● **Dataset excerpts**:
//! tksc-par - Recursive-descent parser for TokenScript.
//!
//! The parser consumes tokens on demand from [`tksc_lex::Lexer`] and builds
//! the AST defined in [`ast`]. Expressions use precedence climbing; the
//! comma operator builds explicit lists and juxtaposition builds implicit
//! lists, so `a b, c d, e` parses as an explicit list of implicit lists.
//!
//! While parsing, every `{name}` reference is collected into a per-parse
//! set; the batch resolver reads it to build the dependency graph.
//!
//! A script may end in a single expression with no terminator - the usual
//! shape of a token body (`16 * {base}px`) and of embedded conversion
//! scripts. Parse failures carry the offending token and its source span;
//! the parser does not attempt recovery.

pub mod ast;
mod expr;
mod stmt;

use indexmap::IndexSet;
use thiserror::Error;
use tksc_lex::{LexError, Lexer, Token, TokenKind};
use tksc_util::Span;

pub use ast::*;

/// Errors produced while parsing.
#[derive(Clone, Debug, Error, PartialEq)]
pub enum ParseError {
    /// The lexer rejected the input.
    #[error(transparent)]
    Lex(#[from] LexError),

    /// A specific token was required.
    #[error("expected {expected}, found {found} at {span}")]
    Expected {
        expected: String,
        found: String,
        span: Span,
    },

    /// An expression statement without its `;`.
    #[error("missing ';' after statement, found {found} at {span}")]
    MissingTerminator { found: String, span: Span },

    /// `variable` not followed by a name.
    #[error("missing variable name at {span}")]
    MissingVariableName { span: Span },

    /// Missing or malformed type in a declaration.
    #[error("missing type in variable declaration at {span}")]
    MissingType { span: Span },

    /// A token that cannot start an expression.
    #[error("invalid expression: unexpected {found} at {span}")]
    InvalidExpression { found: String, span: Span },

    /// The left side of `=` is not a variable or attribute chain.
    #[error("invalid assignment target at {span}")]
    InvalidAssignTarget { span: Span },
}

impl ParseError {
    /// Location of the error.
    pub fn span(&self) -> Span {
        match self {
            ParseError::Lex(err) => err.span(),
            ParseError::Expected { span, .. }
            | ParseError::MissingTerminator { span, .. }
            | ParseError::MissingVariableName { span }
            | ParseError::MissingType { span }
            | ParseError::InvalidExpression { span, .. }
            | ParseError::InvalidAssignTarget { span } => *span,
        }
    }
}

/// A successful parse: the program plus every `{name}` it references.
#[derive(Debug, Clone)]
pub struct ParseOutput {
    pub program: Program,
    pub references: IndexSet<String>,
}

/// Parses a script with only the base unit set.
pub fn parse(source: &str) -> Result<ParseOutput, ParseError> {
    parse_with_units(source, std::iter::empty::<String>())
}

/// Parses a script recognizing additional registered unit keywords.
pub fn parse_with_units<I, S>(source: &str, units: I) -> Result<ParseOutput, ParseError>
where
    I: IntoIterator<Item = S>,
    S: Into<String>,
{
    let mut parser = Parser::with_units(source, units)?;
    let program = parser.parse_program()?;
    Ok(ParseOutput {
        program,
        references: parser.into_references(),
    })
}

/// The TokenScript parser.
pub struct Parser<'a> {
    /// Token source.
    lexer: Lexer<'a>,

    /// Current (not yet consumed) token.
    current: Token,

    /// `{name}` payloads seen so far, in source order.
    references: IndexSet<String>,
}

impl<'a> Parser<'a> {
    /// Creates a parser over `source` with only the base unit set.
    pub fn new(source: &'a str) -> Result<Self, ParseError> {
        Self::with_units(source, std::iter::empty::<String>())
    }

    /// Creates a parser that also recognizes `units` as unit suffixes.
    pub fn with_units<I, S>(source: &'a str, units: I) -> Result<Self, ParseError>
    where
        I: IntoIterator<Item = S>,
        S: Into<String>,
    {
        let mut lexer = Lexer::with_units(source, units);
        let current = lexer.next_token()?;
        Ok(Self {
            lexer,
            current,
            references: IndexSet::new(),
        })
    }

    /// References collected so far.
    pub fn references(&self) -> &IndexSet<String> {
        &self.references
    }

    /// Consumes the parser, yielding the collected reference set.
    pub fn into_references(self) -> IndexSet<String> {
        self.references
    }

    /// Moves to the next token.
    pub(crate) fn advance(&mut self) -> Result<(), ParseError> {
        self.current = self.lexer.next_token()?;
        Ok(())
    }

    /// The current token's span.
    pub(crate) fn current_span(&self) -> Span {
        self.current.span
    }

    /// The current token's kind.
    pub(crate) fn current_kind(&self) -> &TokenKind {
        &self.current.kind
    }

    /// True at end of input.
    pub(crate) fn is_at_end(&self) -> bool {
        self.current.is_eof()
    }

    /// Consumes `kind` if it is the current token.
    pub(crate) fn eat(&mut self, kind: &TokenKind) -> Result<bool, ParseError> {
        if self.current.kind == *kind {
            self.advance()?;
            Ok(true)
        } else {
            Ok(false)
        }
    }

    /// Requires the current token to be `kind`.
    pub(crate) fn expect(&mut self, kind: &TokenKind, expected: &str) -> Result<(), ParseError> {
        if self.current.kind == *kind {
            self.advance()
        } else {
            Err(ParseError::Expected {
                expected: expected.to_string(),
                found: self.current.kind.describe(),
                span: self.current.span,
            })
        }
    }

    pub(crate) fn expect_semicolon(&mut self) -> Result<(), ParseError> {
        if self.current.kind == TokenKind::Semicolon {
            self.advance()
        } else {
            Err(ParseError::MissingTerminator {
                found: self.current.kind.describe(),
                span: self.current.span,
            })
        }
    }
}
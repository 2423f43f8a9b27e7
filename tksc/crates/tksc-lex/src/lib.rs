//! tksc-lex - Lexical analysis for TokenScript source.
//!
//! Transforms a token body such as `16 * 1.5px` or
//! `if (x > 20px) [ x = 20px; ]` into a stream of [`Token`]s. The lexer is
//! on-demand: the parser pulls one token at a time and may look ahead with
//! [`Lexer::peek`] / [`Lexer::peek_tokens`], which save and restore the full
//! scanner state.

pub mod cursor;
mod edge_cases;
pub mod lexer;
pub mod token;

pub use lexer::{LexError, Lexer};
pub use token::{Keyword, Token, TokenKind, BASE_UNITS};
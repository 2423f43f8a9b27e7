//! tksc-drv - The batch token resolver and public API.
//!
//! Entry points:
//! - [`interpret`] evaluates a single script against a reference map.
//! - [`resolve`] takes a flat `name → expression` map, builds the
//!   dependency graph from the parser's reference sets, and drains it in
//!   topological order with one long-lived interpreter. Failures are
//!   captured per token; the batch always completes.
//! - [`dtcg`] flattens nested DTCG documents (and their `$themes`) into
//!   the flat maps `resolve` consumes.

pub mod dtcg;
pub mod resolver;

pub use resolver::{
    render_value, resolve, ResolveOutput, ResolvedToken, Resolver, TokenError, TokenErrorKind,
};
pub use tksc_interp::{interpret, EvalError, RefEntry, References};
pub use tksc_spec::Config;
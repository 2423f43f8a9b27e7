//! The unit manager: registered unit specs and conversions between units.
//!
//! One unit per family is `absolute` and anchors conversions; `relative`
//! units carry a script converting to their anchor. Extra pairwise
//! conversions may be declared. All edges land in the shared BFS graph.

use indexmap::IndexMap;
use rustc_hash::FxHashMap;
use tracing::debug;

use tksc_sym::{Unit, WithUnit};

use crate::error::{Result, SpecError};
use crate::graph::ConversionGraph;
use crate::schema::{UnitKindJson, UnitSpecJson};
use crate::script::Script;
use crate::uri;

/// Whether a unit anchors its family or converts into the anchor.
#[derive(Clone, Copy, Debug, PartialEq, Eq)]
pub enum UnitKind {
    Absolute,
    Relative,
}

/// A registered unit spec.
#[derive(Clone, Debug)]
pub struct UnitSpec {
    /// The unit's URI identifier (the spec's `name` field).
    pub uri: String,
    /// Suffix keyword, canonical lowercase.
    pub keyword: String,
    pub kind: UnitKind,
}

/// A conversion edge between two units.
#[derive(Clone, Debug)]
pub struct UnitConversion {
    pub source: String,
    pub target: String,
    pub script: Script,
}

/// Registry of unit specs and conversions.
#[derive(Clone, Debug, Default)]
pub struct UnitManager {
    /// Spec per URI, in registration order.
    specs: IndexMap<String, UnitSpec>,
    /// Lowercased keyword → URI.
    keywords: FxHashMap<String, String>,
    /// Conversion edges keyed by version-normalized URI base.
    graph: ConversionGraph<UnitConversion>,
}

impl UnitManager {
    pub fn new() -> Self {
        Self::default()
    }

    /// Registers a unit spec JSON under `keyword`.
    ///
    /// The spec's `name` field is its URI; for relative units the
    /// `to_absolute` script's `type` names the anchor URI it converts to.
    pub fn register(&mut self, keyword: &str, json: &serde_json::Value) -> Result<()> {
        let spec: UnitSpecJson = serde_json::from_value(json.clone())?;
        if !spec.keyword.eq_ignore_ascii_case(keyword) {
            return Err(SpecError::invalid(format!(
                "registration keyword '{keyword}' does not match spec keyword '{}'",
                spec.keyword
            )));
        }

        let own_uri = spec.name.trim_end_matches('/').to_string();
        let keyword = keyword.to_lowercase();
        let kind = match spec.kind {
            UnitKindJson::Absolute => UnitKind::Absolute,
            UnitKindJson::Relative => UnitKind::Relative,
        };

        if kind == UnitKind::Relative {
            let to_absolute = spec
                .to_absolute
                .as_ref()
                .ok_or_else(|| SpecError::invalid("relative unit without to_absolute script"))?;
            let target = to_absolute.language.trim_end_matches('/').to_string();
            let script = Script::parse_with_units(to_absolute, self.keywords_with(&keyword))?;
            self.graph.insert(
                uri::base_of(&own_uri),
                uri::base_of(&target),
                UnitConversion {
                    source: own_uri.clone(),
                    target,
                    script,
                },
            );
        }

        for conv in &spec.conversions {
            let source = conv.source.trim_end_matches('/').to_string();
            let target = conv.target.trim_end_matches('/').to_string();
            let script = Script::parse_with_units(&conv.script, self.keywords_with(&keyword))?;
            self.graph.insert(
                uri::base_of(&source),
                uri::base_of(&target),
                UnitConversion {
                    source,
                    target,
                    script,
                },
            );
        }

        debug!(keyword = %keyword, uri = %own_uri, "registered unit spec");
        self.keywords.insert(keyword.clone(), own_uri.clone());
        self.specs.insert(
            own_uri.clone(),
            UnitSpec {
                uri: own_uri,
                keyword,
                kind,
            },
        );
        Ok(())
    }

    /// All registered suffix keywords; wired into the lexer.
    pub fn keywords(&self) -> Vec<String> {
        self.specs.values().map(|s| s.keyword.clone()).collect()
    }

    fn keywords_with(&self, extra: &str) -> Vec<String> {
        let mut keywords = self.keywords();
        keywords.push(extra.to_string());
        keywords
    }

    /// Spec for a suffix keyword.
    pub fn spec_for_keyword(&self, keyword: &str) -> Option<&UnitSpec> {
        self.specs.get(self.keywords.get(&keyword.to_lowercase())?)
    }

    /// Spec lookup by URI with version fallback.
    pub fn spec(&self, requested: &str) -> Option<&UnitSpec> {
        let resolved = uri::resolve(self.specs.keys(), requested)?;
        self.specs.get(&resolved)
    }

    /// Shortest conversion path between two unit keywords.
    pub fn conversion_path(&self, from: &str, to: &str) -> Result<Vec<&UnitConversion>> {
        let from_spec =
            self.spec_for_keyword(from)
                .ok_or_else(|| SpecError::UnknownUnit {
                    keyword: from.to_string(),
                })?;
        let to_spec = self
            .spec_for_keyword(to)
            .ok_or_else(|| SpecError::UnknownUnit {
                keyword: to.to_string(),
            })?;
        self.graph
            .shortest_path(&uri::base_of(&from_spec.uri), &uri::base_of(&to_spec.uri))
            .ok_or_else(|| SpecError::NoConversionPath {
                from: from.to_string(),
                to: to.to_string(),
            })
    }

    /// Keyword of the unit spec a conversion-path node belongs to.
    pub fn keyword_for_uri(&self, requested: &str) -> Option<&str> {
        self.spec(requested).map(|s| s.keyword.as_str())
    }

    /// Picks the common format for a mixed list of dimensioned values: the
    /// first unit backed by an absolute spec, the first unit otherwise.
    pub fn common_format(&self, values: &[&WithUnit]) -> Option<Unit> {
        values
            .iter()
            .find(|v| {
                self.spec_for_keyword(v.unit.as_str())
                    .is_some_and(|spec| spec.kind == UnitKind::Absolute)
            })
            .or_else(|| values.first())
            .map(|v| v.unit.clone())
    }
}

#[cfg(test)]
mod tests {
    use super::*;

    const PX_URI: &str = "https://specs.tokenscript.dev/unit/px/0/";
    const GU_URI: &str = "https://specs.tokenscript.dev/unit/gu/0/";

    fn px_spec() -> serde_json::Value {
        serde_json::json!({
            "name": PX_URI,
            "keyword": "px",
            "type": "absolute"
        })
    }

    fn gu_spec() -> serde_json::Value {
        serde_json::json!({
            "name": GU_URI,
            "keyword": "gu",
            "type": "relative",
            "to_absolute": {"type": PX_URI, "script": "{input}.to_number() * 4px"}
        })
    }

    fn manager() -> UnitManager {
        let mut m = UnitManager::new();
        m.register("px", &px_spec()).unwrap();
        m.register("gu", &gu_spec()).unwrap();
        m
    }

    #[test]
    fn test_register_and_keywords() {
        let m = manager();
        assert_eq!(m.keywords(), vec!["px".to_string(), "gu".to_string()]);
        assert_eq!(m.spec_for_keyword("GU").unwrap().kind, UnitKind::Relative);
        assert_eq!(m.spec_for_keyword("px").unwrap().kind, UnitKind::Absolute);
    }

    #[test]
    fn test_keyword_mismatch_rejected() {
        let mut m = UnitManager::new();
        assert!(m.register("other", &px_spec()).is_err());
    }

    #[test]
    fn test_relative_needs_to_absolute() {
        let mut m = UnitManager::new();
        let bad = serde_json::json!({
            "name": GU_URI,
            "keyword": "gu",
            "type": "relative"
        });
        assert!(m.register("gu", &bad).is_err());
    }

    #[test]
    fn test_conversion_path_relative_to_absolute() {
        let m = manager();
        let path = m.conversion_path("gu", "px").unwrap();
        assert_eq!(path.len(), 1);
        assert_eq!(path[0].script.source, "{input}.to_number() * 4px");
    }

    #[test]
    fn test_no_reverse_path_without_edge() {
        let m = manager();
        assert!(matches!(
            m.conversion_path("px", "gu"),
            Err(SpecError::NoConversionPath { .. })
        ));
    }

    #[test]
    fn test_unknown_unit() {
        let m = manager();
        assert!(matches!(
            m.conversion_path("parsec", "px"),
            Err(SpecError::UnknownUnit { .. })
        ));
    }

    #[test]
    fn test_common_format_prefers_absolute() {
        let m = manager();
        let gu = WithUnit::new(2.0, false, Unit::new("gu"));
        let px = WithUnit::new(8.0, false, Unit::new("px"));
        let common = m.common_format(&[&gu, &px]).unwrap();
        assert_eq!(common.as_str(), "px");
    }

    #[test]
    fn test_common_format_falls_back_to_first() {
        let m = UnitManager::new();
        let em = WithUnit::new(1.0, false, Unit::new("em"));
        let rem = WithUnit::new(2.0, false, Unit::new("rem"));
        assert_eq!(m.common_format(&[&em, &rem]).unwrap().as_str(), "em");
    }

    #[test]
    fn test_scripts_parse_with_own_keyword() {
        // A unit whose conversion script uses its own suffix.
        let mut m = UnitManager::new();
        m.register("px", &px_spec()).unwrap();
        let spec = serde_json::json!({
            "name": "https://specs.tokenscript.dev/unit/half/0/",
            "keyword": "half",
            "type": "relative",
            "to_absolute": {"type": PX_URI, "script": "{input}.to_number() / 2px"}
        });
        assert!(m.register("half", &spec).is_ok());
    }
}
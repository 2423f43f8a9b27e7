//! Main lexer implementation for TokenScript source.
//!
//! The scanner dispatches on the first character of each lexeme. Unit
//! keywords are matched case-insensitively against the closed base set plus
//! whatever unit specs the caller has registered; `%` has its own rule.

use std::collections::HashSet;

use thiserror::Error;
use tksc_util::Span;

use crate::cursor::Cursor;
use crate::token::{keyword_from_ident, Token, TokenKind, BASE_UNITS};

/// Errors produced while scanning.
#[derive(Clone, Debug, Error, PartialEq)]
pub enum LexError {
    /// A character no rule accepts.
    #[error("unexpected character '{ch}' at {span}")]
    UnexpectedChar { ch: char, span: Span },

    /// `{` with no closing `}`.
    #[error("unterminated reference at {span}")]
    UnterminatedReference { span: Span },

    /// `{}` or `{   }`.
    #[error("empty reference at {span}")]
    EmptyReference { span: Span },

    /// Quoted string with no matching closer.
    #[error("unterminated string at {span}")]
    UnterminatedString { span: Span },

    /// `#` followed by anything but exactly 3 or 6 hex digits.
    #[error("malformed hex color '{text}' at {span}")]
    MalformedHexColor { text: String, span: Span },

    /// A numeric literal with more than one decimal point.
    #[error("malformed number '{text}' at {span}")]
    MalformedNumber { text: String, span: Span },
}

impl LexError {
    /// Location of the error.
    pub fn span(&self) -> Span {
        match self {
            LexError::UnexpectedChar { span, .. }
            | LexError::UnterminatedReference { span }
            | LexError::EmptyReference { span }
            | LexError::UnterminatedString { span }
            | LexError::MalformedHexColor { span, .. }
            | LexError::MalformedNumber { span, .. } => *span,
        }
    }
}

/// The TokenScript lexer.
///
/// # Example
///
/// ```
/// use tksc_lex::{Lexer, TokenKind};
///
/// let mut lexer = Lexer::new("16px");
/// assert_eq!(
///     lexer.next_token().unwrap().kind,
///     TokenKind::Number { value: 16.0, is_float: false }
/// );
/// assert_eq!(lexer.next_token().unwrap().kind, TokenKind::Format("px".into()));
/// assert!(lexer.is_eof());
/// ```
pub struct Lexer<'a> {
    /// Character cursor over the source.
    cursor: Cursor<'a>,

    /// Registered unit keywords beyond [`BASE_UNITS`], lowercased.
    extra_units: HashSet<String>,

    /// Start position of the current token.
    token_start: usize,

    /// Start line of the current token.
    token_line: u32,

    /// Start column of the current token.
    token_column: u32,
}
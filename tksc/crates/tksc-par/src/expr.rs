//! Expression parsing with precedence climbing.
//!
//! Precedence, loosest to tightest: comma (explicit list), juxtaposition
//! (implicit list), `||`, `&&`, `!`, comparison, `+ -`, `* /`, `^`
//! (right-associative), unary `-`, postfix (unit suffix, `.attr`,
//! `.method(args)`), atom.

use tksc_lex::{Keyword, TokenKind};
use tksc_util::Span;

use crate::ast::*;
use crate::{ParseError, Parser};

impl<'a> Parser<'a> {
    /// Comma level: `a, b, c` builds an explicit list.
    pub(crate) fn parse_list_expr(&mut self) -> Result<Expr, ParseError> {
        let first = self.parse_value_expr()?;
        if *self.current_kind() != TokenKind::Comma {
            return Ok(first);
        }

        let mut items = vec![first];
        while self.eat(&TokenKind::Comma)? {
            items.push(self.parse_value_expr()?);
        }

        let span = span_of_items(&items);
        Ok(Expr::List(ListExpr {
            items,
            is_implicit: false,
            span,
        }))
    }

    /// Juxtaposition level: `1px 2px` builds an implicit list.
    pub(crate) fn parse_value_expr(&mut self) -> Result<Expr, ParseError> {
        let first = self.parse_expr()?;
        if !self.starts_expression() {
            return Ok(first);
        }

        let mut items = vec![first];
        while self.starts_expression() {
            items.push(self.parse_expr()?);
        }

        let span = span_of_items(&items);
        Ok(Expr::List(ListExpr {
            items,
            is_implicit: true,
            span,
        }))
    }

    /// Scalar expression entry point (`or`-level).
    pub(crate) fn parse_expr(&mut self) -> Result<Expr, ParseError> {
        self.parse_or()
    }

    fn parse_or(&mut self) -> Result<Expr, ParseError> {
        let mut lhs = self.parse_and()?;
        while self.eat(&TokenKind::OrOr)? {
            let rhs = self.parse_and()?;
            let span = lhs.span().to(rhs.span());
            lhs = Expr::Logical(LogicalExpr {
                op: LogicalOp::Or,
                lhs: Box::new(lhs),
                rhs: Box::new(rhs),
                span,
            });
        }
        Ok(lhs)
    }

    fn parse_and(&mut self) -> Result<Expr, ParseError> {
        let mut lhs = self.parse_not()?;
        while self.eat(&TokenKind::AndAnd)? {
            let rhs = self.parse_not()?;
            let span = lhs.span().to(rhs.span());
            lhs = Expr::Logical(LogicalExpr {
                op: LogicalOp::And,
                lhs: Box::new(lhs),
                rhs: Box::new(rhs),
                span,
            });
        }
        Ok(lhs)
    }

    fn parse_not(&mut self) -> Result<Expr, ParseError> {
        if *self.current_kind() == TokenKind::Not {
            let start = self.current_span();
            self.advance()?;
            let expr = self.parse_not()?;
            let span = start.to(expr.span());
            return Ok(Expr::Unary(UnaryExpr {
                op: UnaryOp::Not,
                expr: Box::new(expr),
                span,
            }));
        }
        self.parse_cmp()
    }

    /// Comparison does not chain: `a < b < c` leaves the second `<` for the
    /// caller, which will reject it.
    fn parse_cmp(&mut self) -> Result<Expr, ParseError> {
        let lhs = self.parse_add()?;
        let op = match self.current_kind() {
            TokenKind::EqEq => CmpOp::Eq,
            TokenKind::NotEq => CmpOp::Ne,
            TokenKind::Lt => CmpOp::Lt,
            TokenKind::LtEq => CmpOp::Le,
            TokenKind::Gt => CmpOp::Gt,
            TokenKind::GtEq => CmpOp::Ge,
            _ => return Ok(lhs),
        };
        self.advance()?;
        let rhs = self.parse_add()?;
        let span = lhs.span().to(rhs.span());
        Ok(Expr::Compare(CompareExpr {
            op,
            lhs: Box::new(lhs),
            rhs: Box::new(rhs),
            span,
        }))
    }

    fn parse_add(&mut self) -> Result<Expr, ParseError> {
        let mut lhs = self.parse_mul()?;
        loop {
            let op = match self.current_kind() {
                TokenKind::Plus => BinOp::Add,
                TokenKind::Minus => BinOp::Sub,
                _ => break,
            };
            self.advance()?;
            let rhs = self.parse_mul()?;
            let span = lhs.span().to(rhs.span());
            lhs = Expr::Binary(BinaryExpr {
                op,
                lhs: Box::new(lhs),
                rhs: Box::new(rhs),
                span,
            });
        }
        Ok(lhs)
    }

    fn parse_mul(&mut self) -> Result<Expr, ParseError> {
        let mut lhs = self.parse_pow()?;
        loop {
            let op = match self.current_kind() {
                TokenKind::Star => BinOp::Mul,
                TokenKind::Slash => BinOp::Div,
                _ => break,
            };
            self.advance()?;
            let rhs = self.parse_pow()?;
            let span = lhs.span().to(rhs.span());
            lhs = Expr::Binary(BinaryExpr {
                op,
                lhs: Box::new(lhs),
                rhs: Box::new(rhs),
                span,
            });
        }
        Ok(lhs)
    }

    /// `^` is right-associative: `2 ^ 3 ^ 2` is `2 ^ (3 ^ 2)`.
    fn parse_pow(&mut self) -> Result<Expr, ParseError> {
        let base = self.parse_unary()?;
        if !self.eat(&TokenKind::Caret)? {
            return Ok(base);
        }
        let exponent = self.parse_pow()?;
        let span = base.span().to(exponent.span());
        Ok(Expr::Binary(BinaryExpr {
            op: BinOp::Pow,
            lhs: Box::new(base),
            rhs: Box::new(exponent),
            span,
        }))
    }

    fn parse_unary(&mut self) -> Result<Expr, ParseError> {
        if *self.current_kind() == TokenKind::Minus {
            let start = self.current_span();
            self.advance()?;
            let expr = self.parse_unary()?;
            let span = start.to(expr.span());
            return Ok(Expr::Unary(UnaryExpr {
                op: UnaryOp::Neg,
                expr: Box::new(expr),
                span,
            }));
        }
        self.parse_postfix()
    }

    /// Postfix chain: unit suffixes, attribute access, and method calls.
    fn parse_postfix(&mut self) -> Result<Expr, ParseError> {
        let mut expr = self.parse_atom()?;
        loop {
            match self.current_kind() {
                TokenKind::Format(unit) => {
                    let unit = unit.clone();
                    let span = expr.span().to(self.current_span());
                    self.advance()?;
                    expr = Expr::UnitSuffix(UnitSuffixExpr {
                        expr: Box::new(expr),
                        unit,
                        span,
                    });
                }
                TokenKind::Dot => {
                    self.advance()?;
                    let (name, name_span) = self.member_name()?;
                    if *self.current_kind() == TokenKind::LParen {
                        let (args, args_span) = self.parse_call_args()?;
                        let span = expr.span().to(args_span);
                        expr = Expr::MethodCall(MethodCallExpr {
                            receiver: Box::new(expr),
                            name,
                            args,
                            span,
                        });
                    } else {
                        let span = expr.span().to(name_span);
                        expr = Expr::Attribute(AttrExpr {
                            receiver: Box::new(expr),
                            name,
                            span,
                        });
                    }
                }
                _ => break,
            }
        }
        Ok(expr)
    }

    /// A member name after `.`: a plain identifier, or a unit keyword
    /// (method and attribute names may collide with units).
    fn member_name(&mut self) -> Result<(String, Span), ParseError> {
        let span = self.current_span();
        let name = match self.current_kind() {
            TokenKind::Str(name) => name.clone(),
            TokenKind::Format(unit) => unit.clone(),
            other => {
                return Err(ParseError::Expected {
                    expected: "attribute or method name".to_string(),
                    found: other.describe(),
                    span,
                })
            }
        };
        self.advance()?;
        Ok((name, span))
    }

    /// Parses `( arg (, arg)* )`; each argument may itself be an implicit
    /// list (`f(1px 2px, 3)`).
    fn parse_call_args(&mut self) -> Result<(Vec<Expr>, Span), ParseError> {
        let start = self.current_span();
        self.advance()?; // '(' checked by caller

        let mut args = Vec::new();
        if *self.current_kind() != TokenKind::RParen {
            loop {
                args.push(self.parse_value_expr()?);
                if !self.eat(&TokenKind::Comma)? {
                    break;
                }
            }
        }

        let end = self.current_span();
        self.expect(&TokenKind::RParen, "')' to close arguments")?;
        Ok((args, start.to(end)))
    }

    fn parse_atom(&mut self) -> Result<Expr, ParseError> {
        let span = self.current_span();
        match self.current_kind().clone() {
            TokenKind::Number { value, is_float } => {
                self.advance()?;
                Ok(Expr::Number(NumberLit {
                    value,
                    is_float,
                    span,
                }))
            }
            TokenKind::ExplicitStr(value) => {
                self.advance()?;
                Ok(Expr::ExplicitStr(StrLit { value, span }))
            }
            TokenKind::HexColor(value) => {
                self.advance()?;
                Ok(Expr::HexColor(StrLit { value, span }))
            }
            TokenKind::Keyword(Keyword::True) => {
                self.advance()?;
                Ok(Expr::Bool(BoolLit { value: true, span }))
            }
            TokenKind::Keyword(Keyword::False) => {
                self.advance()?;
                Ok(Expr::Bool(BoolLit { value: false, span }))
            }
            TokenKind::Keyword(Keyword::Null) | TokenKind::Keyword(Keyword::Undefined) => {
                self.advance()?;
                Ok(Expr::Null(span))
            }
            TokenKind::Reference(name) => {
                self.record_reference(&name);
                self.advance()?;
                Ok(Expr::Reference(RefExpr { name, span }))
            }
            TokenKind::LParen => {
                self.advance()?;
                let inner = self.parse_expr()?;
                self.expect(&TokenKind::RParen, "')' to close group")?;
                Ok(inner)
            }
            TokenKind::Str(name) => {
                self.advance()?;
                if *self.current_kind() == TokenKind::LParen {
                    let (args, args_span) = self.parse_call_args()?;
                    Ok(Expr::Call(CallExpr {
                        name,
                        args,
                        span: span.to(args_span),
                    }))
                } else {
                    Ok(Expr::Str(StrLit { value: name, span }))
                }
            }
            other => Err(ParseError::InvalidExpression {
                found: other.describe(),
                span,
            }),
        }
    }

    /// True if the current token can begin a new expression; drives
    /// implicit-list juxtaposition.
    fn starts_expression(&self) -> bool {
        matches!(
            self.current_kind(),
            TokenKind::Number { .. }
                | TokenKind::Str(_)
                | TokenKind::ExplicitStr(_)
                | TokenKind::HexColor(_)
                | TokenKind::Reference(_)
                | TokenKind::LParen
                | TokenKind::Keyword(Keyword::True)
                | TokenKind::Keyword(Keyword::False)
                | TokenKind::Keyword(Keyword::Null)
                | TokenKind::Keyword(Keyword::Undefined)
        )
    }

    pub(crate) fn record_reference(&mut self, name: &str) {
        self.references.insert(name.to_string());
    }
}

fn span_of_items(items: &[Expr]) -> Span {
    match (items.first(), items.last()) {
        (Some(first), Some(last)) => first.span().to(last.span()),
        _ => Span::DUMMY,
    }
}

● **Directions for this task**: Return exactly, and only, the lines above starting at the line that contains "fn parse_pow(&mut self)" and ending at the line that contains "let expr = self.parse_unary()?;".

● **Solution to this problem**:
    fn parse_pow(&mut self) -> Result<Expr, ParseError> {
        let base = self.parse_unary()?;
        if !self.eat(&TokenKind::Caret)? {
            return Ok(base);
        }
        let exponent = self.parse_pow()?;
        let span = base.span().to(exponent.span());
        Ok(Expr::Binary(BinaryExpr {
            op: BinOp::Pow,
            lhs: Box::new(base),
            rhs: Box::new(exponent),
            span,
        }))
    }

    fn parse_unary(&mut self) -> Result<Expr, ParseError> {
        if *self.current_kind() == TokenKind::Minus {
            let start = self.current_span();
            self.advance()?;
            let expr = self.parse_unary()?;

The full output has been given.